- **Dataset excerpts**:

//! eshakap-server — the Eshakap dictionary HTTP API.
//!
//! **Dictionary:**
//! - `GET  /names` — every stored word
//! - `GET  /fetch?q=&f=` — records by search text and/or type filter code
//! - `GET  /word?q=` — records whose word equals `q`
//! - `GET  /max` — record count
//! - `POST /add` — insert a word (bearer token required)
//!
//! **Script:**
//! - `GET  /convert?q=` — text → syllable glyphs
//! - `GET  /order` — canonical alphabet order
//!
//! **Health:**
//! - `GET  /` — greeting
//! - `GET  /health` — server status
//!
//! Build and run: `cargo run --features server --bin eshakap-server`

use std::sync::Arc;

use axum::body::Bytes;
use axum::extract::{Query, State};
use axum::http::{HeaderMap, StatusCode, header};
use axum::routing::{get, post};
use axum::{Json, Router};
use serde::{Deserialize, Serialize};
use serde_json::{Value, json};
use tower_http::cors::CorsLayer;

use eshakap::auth::TokenVerifier;
use eshakap::config::ServerConfig;
use eshakap::error::{AuthError, EshakapError, LexiconError};
use eshakap::lexicon::{Lexicon, WordRecord};
use eshakap::script::{Converter, ORDER, Syllable};

// ── Server state ──────────────────────────────────────────────────────────

struct ServerState {
    lexicon: Lexicon,
    converter: Converter,
    verifier: Arc<dyn TokenVerifier>,
}

type ApiError = (StatusCode, Json<Value>);
type ApiResult<T> = Result<Json<T>, ApiError>;

fn api_error(status: StatusCode, message: impl Into<String>) -> ApiError {
    (status, Json(json!({ "error": message.into() })))
}

fn lexicon_error(err: LexiconError) -> ApiError {
    match err {
        LexiconError::InvalidData { ref reason } => {
            tracing::debug!(%reason, "rejected word payload");
            api_error(StatusCode::BAD_REQUEST, err.to_string())
        }
        LexiconError::Filter(ref e) => (
            StatusCode::BAD_REQUEST,
            Json(json!({ "error": e.to_string(), "code": "InvalidFilter" })),
        ),
        LexiconError::Store(ref e) => {
            tracing::error!(error = %e, "store failure");
            api_error(StatusCode::INTERNAL_SERVER_ERROR, "storage error")
        }
    }
}

fn unauthorized(err: &AuthError) -> ApiError {
    tracing::warn!(error = %err, "authentication failed");
    api_error(StatusCode::UNAUTHORIZED, "Unauthorized")
}

fn eshakap_error(err: EshakapError) -> ApiError {
    match err {
        EshakapError::Auth(e) => unauthorized(&e),
        EshakapError::Lexicon(e) => lexicon_error(e),
        EshakapError::Store(e) => lexicon_error(e.into()),
        EshakapError::Filter(e) => lexicon_error(e.into()),
        EshakapError::Config(e) => {
            tracing::error!(error = %e, "configuration failure");
            api_error(StatusCode::INTERNAL_SERVER_ERROR, "configuration error")
        }
    }
}

// ── Request / response types ──────────────────────────────────────────────

#[derive(Deserialize)]
struct SearchParams {
    #[serde(default)]
    q: String,
    #[serde(default)]
    f: String,
}

#[derive(Serialize)]
struct HealthResponse {
    status: String,
    version: String,
    words: usize,
}

#[derive(Serialize)]
struct CountResponse {
    max: usize,
}

#[derive(Serialize)]
struct MessageResponse {
    message: String,
}

// ── Handlers ──────────────────────────────────────────────────────────────

async fn home() -> Json<MessageResponse> {
    Json(MessageResponse {
        message: "Connected to Eshakap API".to_string(),
    })
}

async fn health(State(state): State<Arc<ServerState>>) -> ApiResult<HealthResponse> {
    let words = state.lexicon.count().map_err(lexicon_error)?;
    Ok(Json(HealthResponse {
        status: "ok".to_string(),
        version: env!("CARGO_PKG_VERSION").to_string(),
        words,
    }))
}

async fn names(State(state): State<Arc<ServerState>>) -> ApiResult<Vec<String>> {
    state.lexicon.names().map(Json).map_err(lexicon_error)
}

async fn fetch_words(
    State(state): State<Arc<ServerState>>,
    Query(params): Query<SearchParams>,
) -> ApiResult<Vec<WordRecord>> {
    state
        .lexicon
        .fetch(&params.q, Some(params.f.as_str()))
        .map(Json)
        .map_err(lexicon_error)
}

async fn get_word(
    State(state): State<Arc<ServerState>>,
    Query(params): Query<SearchParams>,
) -> ApiResult<Vec<WordRecord>> {
    state
        .lexicon
        .lookup(&params.q)
        .map(Json)
        .map_err(lexicon_error)
}

async fn word_count(State(state): State<Arc<ServerState>>) -> ApiResult<CountResponse> {
    let max = state.lexicon.count().map_err(lexicon_error)?;
    Ok(Json(CountResponse { max }))
}

async fn convert_to_script(
    State(state): State<Arc<ServerState>>,
    Query(params): Query<SearchParams>,
) -> Json<Vec<Syllable>> {
    let text = params.q.to_lowercase();
    let syllables = state.converter.convert(&text);
    tracing::debug!(input = %text, syllables = syllables.len(), "convert");
    Json(syllables)
}

async fn script_order() -> Json<Vec<String>> {
    Json(ORDER.iter().map(|c| c.to_string()).collect())
}

async fn add_word(
    State(state): State<Arc<ServerState>>,
    headers: HeaderMap,
    body: Bytes,
) -> ApiResult<MessageResponse> {
    let header_value = headers
        .get(header::AUTHORIZATION)
        .and_then(|v| v.to_str().ok())
        .map(str::to_string);

    // The provider call blocks on network I/O.
    let state = Arc::clone(&state);
    let added = tokio::task::spawn_blocking(move || {
        state
            .lexicon
            .add_authorized(state.verifier.as_ref(), header_value.as_deref(), &body)
    })
    .await;

    let (user, record) = match added {
        Ok(result) => result.map_err(eshakap_error)?,
        Err(e) => {
            tracing::error!(error = %e, "add-word task panicked");
            return Err(api_error(StatusCode::INTERNAL_SERVER_ERROR, "internal error"));
        }
    };
    tracing::info!(user = %user.id, word = %record.word, "word added via API");

    Ok(Json(MessageResponse {
        message: "Word added".to_string(),
    }))
}

// ── Main ──────────────────────────────────────────────────────────────────

#[tokio::main]
async fn main() {
    tracing_subscriber::fmt()
        .with_env_filter(
            tracing_subscriber::EnvFilter::try_from_default_env()
                .unwrap_or_else(|_| tracing_subscriber::EnvFilter::new("info")),
        )
        .init();

    let config = ServerConfig::from_env().unwrap_or_else(|e| {
        tracing::error!("failed to load configuration: {e}");
        std::process::exit(1);
    });

    let storage_dir = config.storage_dir();
    let lexicon = Lexicon::open(storage_dir.as_deref()).unwrap_or_else(|e| {
        tracing::error!("failed to open word store: {e}");
        std::process::exit(1);
    });

    let state = Arc::new(ServerState {
        lexicon,
        converter: Converter::new(config.glyph_set()),
        verifier: config.verifier(),
    });

    tracing::info!(
        data_dir = ?storage_dir,
        glyph_base = %config.glyph_base,
        "eshakap server initialized"
    );

    let app = Router::new()
        // Health.
        .route("/", get(home))
        .route("/health", get(health))
        // Dictionary.
        .route("/names", get(names))
        .route("/fetch", get(fetch_words))
        .route("/word", get(get_word))
        .route("/max", get(word_count))
        .route("/add", post(add_word))
        // Script.
        .route("/convert", get(convert_to_script))
        .route("/order", get(script_order))
        .layer(CorsLayer::permissive())
        .with_state(state);

    let addr = config.addr();
    tracing::info!("eshakap server listening on {addr}");

    let listener = tokio::net::TcpListener::bind(&addr)
        .await
        .unwrap_or_else(|e| {
            tracing::error!("failed to bind {addr}: {e}");
            std::process::exit(1);
        });
    if let Err(e) = axum::serve(listener, app).await {
        tracing::error!("server error: {e}");
        std::process::exit(1);
    }
}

- **Work instruction**: Repeat each entry exactly.

- **Exercise response**:
//! eshakap-server — the Eshakap dictionary HTTP API.
//!
//! **Dictionary:**
//! - `GET  /names` — every stored word
//! - `GET  /fetch?q=&f=` — records by search text and/or type filter code
//! - `GET  /word?q=` — records whose word equals `q`
//! - `GET  /max` — record count
//! - `POST /add` — insert a word (bearer token required)
//!
//! **Script:**
//! - `GET  /convert?q=` — text → syllable glyphs
//! - `GET  /order` — canonical alphabet order
//!
//! **Health:**
//! - `GET  /` — greeting
//! - `GET  /health` — server status
//!
//! Build and run: `cargo run --features server --bin eshakap-server`

use std::sync::Arc;

use axum::body::Bytes;
use axum::extract::{Query, State};
use axum::http::{HeaderMap, StatusCode, header};
use axum::routing::{get, post};
use axum::{Json, Router};
use serde::{Deserialize, Serialize};
use serde_json::{Value, json};
use tower_http::cors::CorsLayer;

use eshakap::auth::TokenVerifier;
use eshakap::config::ServerConfig;
use eshakap::error::{AuthError, EshakapError, LexiconError};
use eshakap::lexicon::{Lexicon, WordRecord};
use eshakap::script::{Converter, ORDER, Syllable};

// ── Server state ──────────────────────────────────────────────────────────

struct ServerState {
    lexicon: Lexicon,
    converter: Converter,
    verifier: Arc<dyn TokenVerifier>,
}

type ApiError = (StatusCode, Json<Value>);
type ApiResult<T> = Result<Json<T>, ApiError>;

fn api_error(status: StatusCode, message: impl Into<String>) -> ApiError {
    (status, Json(json!({ "error": message.into() })))
}

fn lexicon_error(err: LexiconError) -> ApiError {
    match err {
        LexiconError::InvalidData { ref reason } => {
            tracing::debug!(%reason, "rejected word payload");
            api_error(StatusCode::BAD_REQUEST, err.to_string())
        }
        LexiconError::Filter(ref e) => (
            StatusCode::BAD_REQUEST,
            Json(json!({ "error": e.to_string(), "code": "InvalidFilter" })),
        ),
        LexiconError::Store(ref e) => {
            tracing::error!(error = %e, "store failure");
            api_error(StatusCode::INTERNAL_SERVER_ERROR, "storage error")
        }
    }
}

fn unauthorized(err: &AuthError) -> ApiError {
    tracing::warn!(error = %err, "authentication failed");
    api_error(StatusCode::UNAUTHORIZED, "Unauthorized")
}

fn eshakap_error(err: EshakapError) -> ApiError {
    match err {
        EshakapError::Auth(e) => unauthorized(&e),
        EshakapError::Lexicon(e) => lexicon_error(e),
        EshakapError::Store(e) => lexicon_error(e.into()),
        EshakapError::Filter(e) => lexicon_error(e.into()),
        EshakapError::Config(e) => {
            tracing::error!(error = %e, "configuration failure");
            api_error(StatusCode::INTERNAL_SERVER_ERROR, "configuration error")
        }
    }
}

// ── Request / response types ──────────────────────────────────────────────

#[derive(Deserialize)]
struct SearchParams {
    #[serde(default)]
    q: String,
    #[serde(default)]
    f: String,
}

#[derive(Serialize)]
struct HealthResponse {
    status: String,
    version: String,
    words: usize,
}

#[derive(Serialize)]
struct CountResponse {
    max: usize,
}

#[derive(Serialize)]
struct MessageResponse {
    message: String,
}

// ── Handlers ──────────────────────────────────────────────────────────────

async fn home() -> Json<MessageResponse> {
    Json(MessageResponse {
        message: "Connected to Eshakap API".to_string(),
    })
}

async fn health(State(state): State<Arc<ServerState>>) -> ApiResult<HealthResponse> {
    let words = state.lexicon.count().map_err(lexicon_error)?;
    Ok(Json(HealthResponse {
        status: "ok".to_string(),
        version: env!("CARGO_PKG_VERSION").to_string(),
        words,
    }))
}

async fn names(State(state): State<Arc<ServerState>>) -> ApiResult<Vec<String>> {
    state.lexicon.names().map(Json).map_err(lexicon_error)
}

async fn fetch_words(
    State(state): State<Arc<ServerState>>,
    Query(params): Query<SearchParams>,
) -> ApiResult<Vec<WordRecord>> {
    state
        .lexicon
        .fetch(&params.q, Some(params.f.as_str()))
        .map(Json)
        .map_err(lexicon_error)
}

async fn get_word(
    State(state): State<Arc<ServerState>>,
    Query(params): Query<SearchParams>,
) -> ApiResult<Vec<WordRecord>> {
    state
        .lexicon
        .lookup(&params.q)
        .map(Json)
        .map_err(lexicon_error)
}

async fn word_count(State(state): State<Arc<ServerState>>) -> ApiResult<CountResponse> {
    let max = state.lexicon.count().map_err(lexicon_error)?;
    Ok(Json(CountResponse { max }))
}

async fn convert_to_script(
    State(state): State<Arc<ServerState>>,
    Query(params): Query<SearchParams>,
) -> Json<Vec<Syllable>> {
    let text = params.q.to_lowercase();
    let syllables = state.converter.convert(&text);
    tracing::debug!(input = %text, syllables = syllables.len(), "convert");
    Json(syllables)
}

async fn script_order() -> Json<Vec<String>> {
    Json(ORDER.iter().map(|c| c.to_string()).collect())
}

async fn add_word(
    State(state): State<Arc<ServerState>>,
    headers: HeaderMap,
    body: Bytes,
) -> ApiResult<MessageResponse> {
    let header_value = headers
        .get(header::AUTHORIZATION)
        .and_then(|v| v.to_str().ok())
        .map(str::to_string);

    // The provider call blocks on network I/O.
    let state = Arc::clone(&state);
    let added = tokio::task::spawn_blocking(move || {
        state
            .lexicon
            .add_authorized(state.verifier.as_ref(), header_value.as_deref(), &body)
    })
    .await;

    let (user, record) = match added {
        Ok(result) => result.map_err(eshakap_error)?,
        Err(e) => {
            tracing::error!(error = %e, "add-word task panicked");
            return Err(api_error(StatusCode::INTERNAL_SERVER_ERROR, "internal error"));
        }
    };
    tracing::info!(user = %user.id, word = %record.word, "word added via API");

    Ok(Json(MessageResponse {
        message: "Word added".to_string(),
    }))
}

// ── Main ──────────────────────────────────────────────────────────────────

#[tokio::main]
async fn main() {
    tracing_subscriber::fmt()
        .with_env_filter(
            tracing_subscriber::EnvFilter::try_from_default_env()
                .unwrap_or_else(|_| tracing_subscriber::EnvFilter::new("info")),
        )
        .init();

    let config = ServerConfig::from_env().unwrap_or_else(|e| {
        tracing::error!("failed to load configuration: {e}");
        std::process::exit(1);
    });

    let storage_dir = config.storage_dir();
    let lexicon = Lexicon::open(storage_dir.as_deref()).unwrap_or_else(|e| {
        tracing::error!("failed to open word store: {e}");
        std::process::exit(1);
    });

    let state = Arc::new(ServerState {
        lexicon,
        converter: Converter::new(config.glyph_set()),
        verifier: config.verifier(),
    });

    tracing::info!(
        data_dir = ?storage_dir,
        glyph_base = %config.glyph_base,
        "eshakap server initialized"
    );

    let app = Router::new()
        // Health.
        .route("/", get(home))
        .route("/health", get(health))
        // Dictionary.
        .route("/names", get(names))
        .route("/fetch", get(fetch_words))
        .route("/word", get(get_word))
        .route("/max", get(word_count))
        .route("/add", post(add_word))
        // Script.
        .route("/convert", get(convert_to_script))
        .route("/order", get(script_order))
        .layer(CorsLayer::permissive())
        .with_state(state);

    let addr = config.addr();
    tracing::info!("eshakap server listening on {addr}");

    let listener = tokio::net::TcpListener::bind(&addr)
        .await
        .unwrap_or_else(|e| {
            tracing::error!("failed to bind {addr}: {e}");
            std::process::exit(1);
        });
    if let Err(e) = axum::serve(listener, app).await {
        tracing::error!("server error: {e}");
        std::process::exit(1);
    }
}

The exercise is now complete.